_EXERCISE_
Please copy each line of the records below that holds the word "nothing".

_MATERIAL FOR THE TASK_
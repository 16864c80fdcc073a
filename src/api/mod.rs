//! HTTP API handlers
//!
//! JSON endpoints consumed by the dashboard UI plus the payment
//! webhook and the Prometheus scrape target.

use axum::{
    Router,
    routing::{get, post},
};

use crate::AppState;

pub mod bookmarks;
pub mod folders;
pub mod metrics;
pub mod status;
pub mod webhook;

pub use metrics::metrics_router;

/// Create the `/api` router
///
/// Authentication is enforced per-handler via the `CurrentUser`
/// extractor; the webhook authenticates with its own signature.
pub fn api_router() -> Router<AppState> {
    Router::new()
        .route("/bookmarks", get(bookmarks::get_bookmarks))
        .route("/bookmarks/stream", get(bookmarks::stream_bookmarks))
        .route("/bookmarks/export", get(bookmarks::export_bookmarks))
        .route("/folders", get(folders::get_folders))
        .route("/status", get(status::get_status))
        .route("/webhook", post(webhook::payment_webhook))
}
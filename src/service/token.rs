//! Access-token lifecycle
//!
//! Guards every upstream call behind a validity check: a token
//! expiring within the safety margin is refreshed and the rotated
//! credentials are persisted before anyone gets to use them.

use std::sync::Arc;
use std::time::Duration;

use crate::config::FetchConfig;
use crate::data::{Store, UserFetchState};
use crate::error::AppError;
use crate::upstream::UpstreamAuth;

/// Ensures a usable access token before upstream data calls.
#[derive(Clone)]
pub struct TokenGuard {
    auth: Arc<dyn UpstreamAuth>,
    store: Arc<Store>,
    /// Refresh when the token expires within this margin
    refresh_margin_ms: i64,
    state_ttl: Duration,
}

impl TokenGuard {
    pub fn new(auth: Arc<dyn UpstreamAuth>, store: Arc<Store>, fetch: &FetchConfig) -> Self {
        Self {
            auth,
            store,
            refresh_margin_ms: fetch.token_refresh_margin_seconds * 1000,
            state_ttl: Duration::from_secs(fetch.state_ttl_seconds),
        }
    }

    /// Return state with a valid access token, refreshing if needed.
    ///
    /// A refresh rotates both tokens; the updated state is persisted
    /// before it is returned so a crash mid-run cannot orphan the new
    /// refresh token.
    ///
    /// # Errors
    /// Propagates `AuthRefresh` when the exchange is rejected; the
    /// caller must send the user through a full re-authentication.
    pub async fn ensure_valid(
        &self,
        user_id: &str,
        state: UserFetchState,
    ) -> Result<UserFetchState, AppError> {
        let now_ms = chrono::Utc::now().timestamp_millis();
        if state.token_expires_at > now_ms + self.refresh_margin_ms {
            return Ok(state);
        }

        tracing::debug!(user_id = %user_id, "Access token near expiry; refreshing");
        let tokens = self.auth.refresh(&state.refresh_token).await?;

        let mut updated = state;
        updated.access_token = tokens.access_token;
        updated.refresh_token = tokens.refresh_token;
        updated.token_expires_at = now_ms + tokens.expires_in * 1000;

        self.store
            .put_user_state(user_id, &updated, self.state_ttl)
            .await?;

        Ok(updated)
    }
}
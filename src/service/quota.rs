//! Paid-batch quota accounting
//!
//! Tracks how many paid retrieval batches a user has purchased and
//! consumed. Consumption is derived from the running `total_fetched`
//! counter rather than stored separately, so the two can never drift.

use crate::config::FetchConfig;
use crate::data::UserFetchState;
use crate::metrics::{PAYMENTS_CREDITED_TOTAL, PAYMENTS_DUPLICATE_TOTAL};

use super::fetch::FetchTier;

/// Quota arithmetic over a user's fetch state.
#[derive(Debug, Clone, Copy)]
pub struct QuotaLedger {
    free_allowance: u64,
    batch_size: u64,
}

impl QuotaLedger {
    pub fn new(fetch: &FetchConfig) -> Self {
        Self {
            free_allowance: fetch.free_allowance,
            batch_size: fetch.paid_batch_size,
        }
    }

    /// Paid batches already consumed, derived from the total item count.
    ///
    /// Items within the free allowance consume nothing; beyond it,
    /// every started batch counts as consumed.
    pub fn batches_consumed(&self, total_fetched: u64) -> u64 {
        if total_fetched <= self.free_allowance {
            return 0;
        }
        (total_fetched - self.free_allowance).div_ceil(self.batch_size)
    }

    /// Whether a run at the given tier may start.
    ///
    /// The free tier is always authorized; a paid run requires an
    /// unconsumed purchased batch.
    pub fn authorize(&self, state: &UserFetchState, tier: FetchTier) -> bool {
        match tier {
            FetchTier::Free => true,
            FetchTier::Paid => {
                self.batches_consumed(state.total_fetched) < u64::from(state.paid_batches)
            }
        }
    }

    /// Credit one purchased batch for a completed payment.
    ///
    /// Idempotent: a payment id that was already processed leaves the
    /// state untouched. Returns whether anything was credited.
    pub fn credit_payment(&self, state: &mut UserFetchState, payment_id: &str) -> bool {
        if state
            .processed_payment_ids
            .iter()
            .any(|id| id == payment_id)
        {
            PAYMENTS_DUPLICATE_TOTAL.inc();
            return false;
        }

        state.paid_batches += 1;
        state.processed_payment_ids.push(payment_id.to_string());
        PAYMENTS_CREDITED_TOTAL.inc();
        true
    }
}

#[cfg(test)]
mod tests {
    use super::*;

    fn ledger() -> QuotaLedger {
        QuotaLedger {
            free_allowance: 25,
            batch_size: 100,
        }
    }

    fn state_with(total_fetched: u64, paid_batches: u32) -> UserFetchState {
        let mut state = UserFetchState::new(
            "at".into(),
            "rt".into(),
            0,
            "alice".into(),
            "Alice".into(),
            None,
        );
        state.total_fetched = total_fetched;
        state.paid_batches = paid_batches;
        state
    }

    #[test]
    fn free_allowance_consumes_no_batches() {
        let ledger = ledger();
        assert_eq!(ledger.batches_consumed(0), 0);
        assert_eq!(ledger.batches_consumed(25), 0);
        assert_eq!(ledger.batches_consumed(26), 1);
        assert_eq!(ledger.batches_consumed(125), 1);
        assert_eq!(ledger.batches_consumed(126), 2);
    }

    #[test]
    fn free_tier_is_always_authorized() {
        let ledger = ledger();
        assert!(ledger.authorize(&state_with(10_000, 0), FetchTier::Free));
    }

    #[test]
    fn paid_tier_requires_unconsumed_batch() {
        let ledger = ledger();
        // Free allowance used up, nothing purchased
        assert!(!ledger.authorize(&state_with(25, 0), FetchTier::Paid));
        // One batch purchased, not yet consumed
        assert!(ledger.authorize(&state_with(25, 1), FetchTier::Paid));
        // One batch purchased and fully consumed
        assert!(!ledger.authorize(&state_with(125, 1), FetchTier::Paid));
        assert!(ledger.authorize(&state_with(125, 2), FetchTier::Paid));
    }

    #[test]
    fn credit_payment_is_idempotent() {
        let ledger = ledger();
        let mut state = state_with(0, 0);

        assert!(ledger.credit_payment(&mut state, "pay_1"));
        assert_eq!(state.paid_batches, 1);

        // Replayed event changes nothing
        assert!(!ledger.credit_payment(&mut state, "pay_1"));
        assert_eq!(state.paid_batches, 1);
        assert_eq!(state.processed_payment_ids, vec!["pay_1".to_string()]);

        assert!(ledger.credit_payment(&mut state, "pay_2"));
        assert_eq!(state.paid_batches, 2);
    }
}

_TASK RESPONSE_
    /// Items within the free allowance consume nothing; beyond it,
        // Free allowance used up, nothing purchased
        // Replayed event changes nothing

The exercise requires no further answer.